-- Opening Marker --
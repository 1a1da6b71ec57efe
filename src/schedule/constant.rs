// Copyright 2020 Xavier Gillard
//
// Permission is hereby granted, free of charge, to any person obtaining a copy of
// this software and associated documentation files (the "Software"), to deal in
// the Software without restriction, including without limitation the rights to
// use, copy, modify, merge, publish, distribute, sublicense, and/or sell copies of
// the Software, and to permit persons to whom the Software is furnished to do so,
// subject to the following conditions:
//
// The above copyright notice and this permission notice shall be included in all
// copies or substantial portions of the Software.
//
// THE SOFTWARE IS PROVIDED "AS IS", WITHOUT WARRANTY OF ANY KIND, EXPRESS OR
// IMPLIED, INCLUDING BUT NOT LIMITED TO THE WARRANTIES OF MERCHANTABILITY, FITNESS
// FOR A PARTICULAR PURPOSE AND NONINFRINGEMENT. IN NO EVENT SHALL THE AUTHORS OR
// COPYRIGHT HOLDERS BE LIABLE FOR ANY CLAIM, DAMAGES OR OTHER LIABILITY, WHETHER
// IN AN ACTION OF CONTRACT, TORT OR OTHERWISE, ARISING FROM, OUT OF OR IN
// CONNECTION WITH THE SOFTWARE OR THE USE OR OTHER DEALINGS IN THE SOFTWARE.

use super::RestartSchedule;
use crate::error::{Error, Result};

/// An infinite stream of one fixed run length `ℓ₀`.
#[derive(Debug, Copy, Clone)]
pub struct Constant {
    length: u32,
}

impl Constant {
    /// Builds a schedule that always emits `length`. Fails with
    /// `Error::InvalidArgument` if `length < 1`.
    pub fn new(length: u32) -> Result<Self> {
        if length < 1 {
            return Err(Error::invalid_argument(format!(
                "Constant run length must be >= 1, got {}",
                length
            )));
        }
        log::debug!("constructing Constant schedule (length={})", length);
        Ok(Constant { length })
    }
}

impl RestartSchedule for Constant {
    fn next(&mut self) -> u32 {
        self.length
    }

    fn reset(&mut self) {
        // no mutable state besides the construction parameter itself
    }

    fn split(&self) -> Box<dyn RestartSchedule> {
        Box::new(*self)
    }
}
-- Closing Marker --
* **Instructions for the task**
Extract from the material all lines containing the string "this".

* **Answer to the exercise**
// this software and associated documentation files (the "Software"), to deal in
// The above copyright notice and this permission notice shall be included in all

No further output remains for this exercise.